Here's a breakdown of the actual budget numbers:
Oakland police will get $674 million in the next budget cycle (from July 1, 2021, to June 30, 2023) compared to the previous 2-year budget cycle, when they were allotted $635 million. (The budget was reduced from $665 million during the 2020 cycle). Even if the budget hadn't been reduced in the middle of last year, the police department would have been allotted about $9 million more this budget cycle compared to the previous one.
Part of the reason for the increase in funding over the next two years is because the overall city's budget is up, totaling $3.8 billion. Despite a global pandemic and stay-at-home orders forcing businesses to shut down and modify, there was a surplus this year because of excess revenues from the federal government and state that helped local municipalities recover from financial hardships.

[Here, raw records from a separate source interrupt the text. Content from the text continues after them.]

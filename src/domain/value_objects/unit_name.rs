//! Unit name value object
//!
//! A unit is addressed by name inside its category directory, so the name has
//! to be a single, plain path component.

use std::fmt;

use crate::error::{FactoryError, FactoryResult};

/// Validated unit (skill) name
#[derive(Debug, Clone, PartialEq, Eq, Hash, PartialOrd, Ord)]
pub struct UnitName(String);

impl UnitName {
    pub fn parse(name: &str) -> FactoryResult<Self> {
        let reason = if name.is_empty() {
            Some("name is empty")
        } else if name == "." || name == ".." {
            Some("name is a relative path segment")
        } else if name.contains('/') || name.contains('\\') {
            Some("name contains a path separator")
        } else if name.chars().any(char::is_control) {
            Some("name contains control characters")
        } else {
            None
        };

        match reason {
            Some(reason) => Err(FactoryError::InvalidUnitName {
                name: name.to_string(),
                reason,
            }),
            None => Ok(Self(name.to_string())),
        }
    }

    pub fn as_str(&self) -> &str {
        &self.0
    }
}

impl fmt::Display for UnitName {
    fn fmt(&self, f: &mut fmt::Formatter<'_>) -> fmt::Result {
        f.write_str(&self.0)
    }
}

impl AsRef<str> for UnitName {
    fn as_ref(&self) -> &str {
        &self.0
    }
}
//! FileSystem port - abstraction over file I/O operations
//!
//! This trait allows the domain and application layers to perform file
//! operations without depending on concrete implementations (disk, memory).

use std::path::{Path, PathBuf};

use thiserror::Error;

/// Result type for file system operations
pub type FsResult<T> = Result<T, FsError>;

/// File system operation errors. Every variant carries the offending path.
#[derive(Debug, Error)]
pub enum FsError {
    /// File or directory not found
    #[error("not found: {}", .0.display())]
    NotFound(PathBuf),
    /// Permission denied
    #[error("permission denied: {}", .0.display())]
    PermissionDenied(PathBuf),
    /// A directory was expected
    #[error("not a directory: {}", .0.display())]
    NotADirectory(PathBuf),
    /// I/O error
    #[error("I/O error at {}: {source}", path.display())]
    Io {
        path: PathBuf,
        #[source]
        source: std::io::Error,
    },
    /// Other error
    #[error("{0}")]
    Other(String),
}

impl FsError {
    /// Map an `io::Error` to the closest variant, keeping the path.
    pub fn from_io(path: &Path, err: std::io::Error) -> Self {
        match err.kind() {
            std::io::ErrorKind::NotFound => FsError::NotFound(path.to_path_buf()),
            std::io::ErrorKind::PermissionDenied => FsError::PermissionDenied(path.to_path_buf()),
            _ => FsError::Io {
                path: path.to_path_buf(),
                source: err,
            },
        }
    }

    pub fn is_not_found(&self) -> bool {
        matches!(self, FsError::NotFound(_))
    }
}

/// One entry of a directory listing
#[derive(Debug, Clone, PartialEq, Eq, PartialOrd, Ord)]
pub struct DirEntry {
    pub name: String,
    pub is_dir: bool,
}

impl DirEntry {
    pub fn dir(name: impl Into<String>) -> Self {
        Self {
            name: name.into(),
            is_dir: true,
        }
    }

    pub fn file(name: impl Into<String>) -> Self {
        Self {
            name: name.into(),
            is_dir: false,
        }
    }
}

/// Abstract file system interface
///
/// Implementations:
/// - `LocalFs` - real disk, atomic writes
/// - `MemoryFs` - in-memory for testing
pub trait FileSystem {
    /// Read file content as bytes
    fn read(&self, path: &Path) -> FsResult<Vec<u8>>;

    /// Read file content as UTF-8
    fn read_to_string(&self, path: &Path) -> FsResult<String> {
        let bytes = self.read(path)?;
        String::from_utf8(bytes)
            .map_err(|_| FsError::Other(format!("{} is not valid UTF-8", path.display())))
    }

    /// Write content to a file, creating parent directories
    fn write(&self, path: &Path, content: &[u8]) -> FsResult<()>;

    /// List a directory, sorted by name
    fn list(&self, dir: &Path) -> FsResult<Vec<DirEntry>>;

    /// Remove a file or a whole directory tree. Missing paths are not an error.
    fn remove(&self, path: &Path) -> FsResult<()>;

    /// Check if a file or directory exists
    fn exists(&self, path: &Path) -> bool;

    /// Check if the path is a directory
    fn is_dir(&self, path: &Path) -> bool;

    /// Create directory and parents
    fn create_dir_all(&self, path: &Path) -> FsResult<()>;

    /// File size in bytes
    fn size(&self, path: &Path) -> FsResult<u64>;

    /// Move a file or directory tree
    fn rename(&self, from: &Path, to: &Path) -> FsResult<()>;

    /// True when `path` is a regular file
    fn is_file(&self, path: &Path) -> bool {
        self.exists(path) && !self.is_dir(path)
    }

    /// Give `to` the permission bits of `from`. Both must exist.
    fn copy_permissions(&self, from: &Path, to: &Path) -> FsResult<()>;
}

impl<T: FileSystem + ?Sized> FileSystem for &T {
    fn read(&self, path: &Path) -> FsResult<Vec<u8>> {
        (**self).read(path)
    }

    fn write(&self, path: &Path, content: &[u8]) -> FsResult<()> {
        (**self).write(path, content)
    }

    fn list(&self, dir: &Path) -> FsResult<Vec<DirEntry>> {
        (**self).list(dir)
    }

    fn remove(&self, path: &Path) -> FsResult<()> {
        (**self).remove(path)
    }

    fn exists(&self, path: &Path) -> bool {
        (**self).exists(path)
    }

    fn is_dir(&self, path: &Path) -> bool {
        (**self).is_dir(path)
    }

    fn create_dir_all(&self, path: &Path) -> FsResult<()> {
        (**self).create_dir_all(path)
    }

    fn size(&self, path: &Path) -> FsResult<u64> {
        (**self).size(path)
    }

    fn rename(&self, from: &Path, to: &Path) -> FsResult<()> {
        (**self).rename(from, to)
    }

    fn is_file(&self, path: &Path) -> bool {
        (**self).is_file(path)
    }

    fn copy_permissions(&self, from: &Path, to: &Path) -> FsResult<()> {
        (**self).copy_permissions(from, to)
    }
}
//! Presets - named unit bundles read from the factory
//!
//! `<source>/_meta/presets.yaml`:
//!
//! ```yaml
//! core:
//!   description: Everyday skills
//!   skills: [product-manager, tech-lead]
//! backend:
//!   description: Core plus backend
//!   extends: core
//!   skills: backend-dev
//! all:
//!   skills: "*"
//! ```

use std::collections::BTreeSet;
use std::path::{Path, PathBuf};

use tracing::debug;

use crate::application::units::factory_units;
use crate::domain::ports::FileSystem;
use crate::domain::services::{PresetCatalog, PresetSummary};
use crate::error::{FactoryError, FactoryResult};

/// Location of the presets file inside a factory
pub const PRESETS_FILE: &str = "_meta/presets.yaml";

pub fn presets_path(source: &Path) -> PathBuf {
    source.join(PRESETS_FILE)
}

/// Load the factory's preset catalog. A factory without a presets file has
/// an empty catalog.
pub fn load_presets<F: FileSystem + ?Sized>(fs: &F, source: &Path) -> FactoryResult<PresetCatalog> {
    let file = presets_path(source);
    if !fs.exists(&file) {
        debug!(file = %file.display(), "no presets file");
        return Ok(PresetCatalog::default());
    }

    let content = fs.read_to_string(&file)?;
    PresetCatalog::from_yaml(&content).map_err(|message| FactoryError::InvalidPresets { file, message })
}

/// Presets a user can pick from, sorted by name
pub fn list_available_presets<F: FileSystem + ?Sized>(
    fs: &F,
    source: &Path,
) -> FactoryResult<Vec<PresetSummary>> {
    Ok(load_presets(fs, source)?.list())
}

/// Unit names selected by preset `name`, against the units the factory
/// actually has
pub fn resolve_preset<F: FileSystem + ?Sized>(
    fs: &F,
    source: &Path,
    marker_file: &str,
    name: &str,
) -> FactoryResult<BTreeSet<String>> {
    let catalog = load_presets(fs, source)?;
    let all_units: Vec<String> = factory_units(fs, source, marker_file)
        .map_err(|source_err| FactoryError::SourceUnavailable {
            path: source.to_path_buf(),
            source: source_err,
        })?
        .into_keys()
        .collect();

    let selected = catalog.resolve(name, &all_units)?;
    debug!(preset = %name, units = selected.len(), "resolved preset");
    Ok(selected)
}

Before the budget was approved, Oakland Mayor Libby Schaaf had proposed spending an additional $57 million on the police for a total of $692 million.
But as is part of the budget process, Councilwoman Nikki Fortunato Bas and like-minded colleagues had proposed spending $18 million less than what Schaaf had proposed.
In the end, the council voted on June 24 for the Bas proposal.
What won't be funded: Two police academies, a police traffic squad and freezing about 41 vacant sworn positions in the Tactical Operations Unit that responds to 911 calls in the second year of the budget cycle.
What will be funded: $6.5 million toward the MACRO unit, a pilot crisis team unit to respond to mental health calls and increased funding for the Department of Violence Prevention.
While police actually have more money than they did two years ago, police funding does now account for slightly less of the overall budget. It now accounts for 18% of the city’s total expenditures, as compared to 20% in the previous 2-year budget cycle.
The police chief is lamenting about the reallocation of some resources in a department that he said is already stretched thin.
Defund activists had originally pushed to take away 50% of the police department's funding.
EDITOR'S NOTE: This story was corrected to reflect there was a decrease in the OPD 2020 budget mid-cycle.